It seems the wodle is expecting a specific date format in the container blob which it fails to recognise if the date in the json file doesn't match that. I've found the Python script for the azure-logs wodle (/var/ossec/wodles/azure/azure-logs) but i'm not that familiar with Python. Can anyone direct me to the relevant "dates" sections?

Thanks in advance!
Gen

Gen

unread,
Apr 8, 2019, 9:11:31 AM4/8/19
to Wazuh mailing list
Ok I've fixed the logs not coming in issue by deleting the last_dates.json file.

Now just to fix the problem of not getting the correct time_offset...

Sergio Peral

unread,
Apr 8, 2019, 2:26:15 PM4/8/19
to Wazuh mailing list
Hi Gen,

Can you try setting a 1h <interval> and a 1s <time_offset>? <time_offset> is only relevant for the first execution, since the next ones will look inside last_dates.json to know when the last event was registered. I want to see if this procedure helps fixing your duplicated events issue.

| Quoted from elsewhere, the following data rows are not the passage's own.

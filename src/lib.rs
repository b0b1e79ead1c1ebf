//! Sample from unnormalized densities with the No-U-Turn Sampler.
//!
//! This is the slice sampling variant of NUTS with dual averaging step
//! size adaptation (Hoffman & Gelman, Algorithm 6). A [`NutsSampler`]
//! drives a single chain. All randomness comes from an explicit
//! [`RngKey`], so a run is fully determined by its settings and key.
//!
//! ```
//! use nuts_slice::{LogpFn, NutsSampler, NutsSettings, RngKey};
//!
//! let logp = LogpFn::new(1, |x: &[f64], grad: &mut [f64]| {
//!     grad[0] = -x[0];
//!     -0.5 * x[0] * x[0]
//! });
//! let settings = NutsSettings {
//!     num_tune: 100,
//!     ..Default::default()
//! };
//! let mut sampler = NutsSampler::new(logp, &[1.], settings).unwrap();
//! let trace = sampler.sample(100, RngKey::new(42)).unwrap();
//! assert_eq!(trace.samples.nrows(), 100);
//! ```

pub(crate) mod cpu_potential;
pub(crate) mod integrator;
pub(crate) mod math;
pub(crate) mod nuts;
pub(crate) mod rng;
pub(crate) mod sampler;
pub(crate) mod state;
pub(crate) mod stepsize;
pub(crate) mod stepsize_dual_avg;

pub use cpu_potential::{CpuLogpFunc, LogpError, LogpFn, NoLogpError};
pub use integrator::Direction;
pub use nuts::{
    AcceptanceStats, Collector, NullCollector, NutsError, NutsOptions, Result, SampleInfo,
    SubtreeInfo,
};
pub use rng::RngKey;
pub use sampler::{NutsSampler, NutsSettings, Trace};
pub use stepsize_dual_avg::{DualAverage, DualAverageOptions};
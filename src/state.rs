use crate::math::{all_finite, scalar_prods_diff, vector_dot};
use crate::rng::RngKey;

/// A point in phase space: position, momentum and the log density
/// and gradient at the position.
#[derive(Debug, Clone)]
pub(crate) struct State {
    pub(crate) q: Box<[f64]>,
    pub(crate) p: Box<[f64]>,
    pub(crate) grad: Box<[f64]>,
    logp: f64,
}

impl State {
    pub(crate) fn new(q: Box<[f64]>, p: Box<[f64]>, grad: Box<[f64]>, logp: f64) -> State {
        State { q, p, grad, logp }
    }

    pub(crate) fn logp(&self) -> f64 {
        self.logp
    }

    pub(crate) fn kinetic_energy(&self) -> f64 {
        0.5 * vector_dot(&self.p, &self.p)
    }

    /// `logp(q) - p.p / 2`, the log density of the augmented distribution.
    pub(crate) fn log_joint(&self) -> f64 {
        self.logp - self.kinetic_energy()
    }

    /// Whether the log density and gradient are both finite.
    pub(crate) fn is_finite(&self) -> bool {
        self.logp.is_finite() && all_finite(&self.grad)
    }

    /// Replace the momentum with a fresh standard normal draw.
    pub(crate) fn resample_momentum(&mut self, key: RngKey) {
        self.p = key.standard_normal(self.q.len());
    }

    /// U-turn criterion between the two ends of a trajectory.
    ///
    /// The trajectory is turning if moving either end further along its
    /// momentum would decrease the distance between the ends.
    pub(crate) fn is_turning(minus: &State, plus: &State) -> bool {
        let (at_minus, at_plus) = scalar_prods_diff(&plus.q, &minus.q, &minus.p, &plus.p);
        !((at_minus >= 0.) & (at_plus >= 0.))
    }
}

#[cfg(test)]
mod tests {
    use super::*;
    use approx::assert_relative_eq;

    fn state(q: &[f64], p: &[f64], logp: f64) -> State {
        State::new(q.into(), p.into(), vec![0.; q.len()].into(), logp)
    }

    #[test]
    fn joint() {
        let s = state(&[1., 2.], &[3., 4.], -1.5);
        assert_relative_eq!(s.kinetic_energy(), 12.5);
        assert_relative_eq!(s.log_joint(), -14.);
        assert!(s.is_finite());
        assert!(!state(&[0.], &[0.], f64::NAN).is_finite());
    }

    #[test]
    fn turning() {
        let minus = state(&[0., 0.], &[1., 0.], 0.);
        let plus = state(&[1., 0.], &[1., 0.], 0.);
        assert!(!State::is_turning(&minus, &plus));

        let plus = state(&[1., 0.], &[-1., 0.], 0.);
        assert!(State::is_turning(&minus, &plus));

        let minus = state(&[0., 0.], &[-0.5, 1.], 0.);
        let plus = state(&[1., 0.], &[1., 0.], 0.);
        assert!(State::is_turning(&minus, &plus));

        // Orthogonal momenta are not a U-turn yet
        let minus = state(&[0., 0.], &[0., 1.], 0.);
        let plus = state(&[1., 0.], &[0., -1.], 0.);
        assert!(!State::is_turning(&minus, &plus));
    }

    #[test]
    fn nan_momentum_is_turning() {
        let minus = state(&[0.], &[f64::NAN], 0.);
        let plus = state(&[1.], &[1.], 0.);
        assert!(State::is_turning(&minus, &plus));
    }

    #[test]
    fn momentum_is_resampled() {
        let mut s = state(&[0.; 4], &[0.; 4], 0.);
        s.resample_momentum(RngKey::new(5));
        assert_eq!(s.p.len(), 4);
        assert!(s.p.iter().all(|p| *p != 0.));
    }
}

If it didn't work for you, please answer the following questions:

- How many Azure events do you have per hour?
- Could you please show me a couple of duplicated alerts' timestamp in Kibana?

Regards,
Sergio.

Gen

unread,
Apr 9, 2019, 4:54:20 AM4/9/19
to Wazuh mailing list
Hi Sergio,

I had tried that previously. <time_offset> only accepts minute, hour or day interval. I currently have the <time_offset> set to 1m with a 1h <interval> which means it only processes the logs for the past hour depending on when ossec was restarted. For example, if I restart ossec at 13:30, it will get the logs from 13:00 to 13:30. If I reset ossec at 14:01, it will get the logs for 13:00 to 14:00 (with no duplicated results). However, this isn't ideal for two reasons:
  1. If ossec is restarted for any reason at a time that isn't exactly 1 minute past the hour, it will mess up the log collection and create missing events (no duplicates as time_offset only covers 1m which will activate only the CURRENT log file).
  2. Logs get collected only once an hour and the oldest ones are 1 hour late.
I think the problem is with the structure of the json log file in azure. A new folder structure is created every hour inside the blob (1 minute past the hour) with a new log file inside the "m=00" subfolder. Once the json file is created, it is updated every minute with new data (with timestamps) but the data gets appended to the same line (the whole hourly log file is 1 long line). If I show you an example of the log file it will probably help to explain the issue better.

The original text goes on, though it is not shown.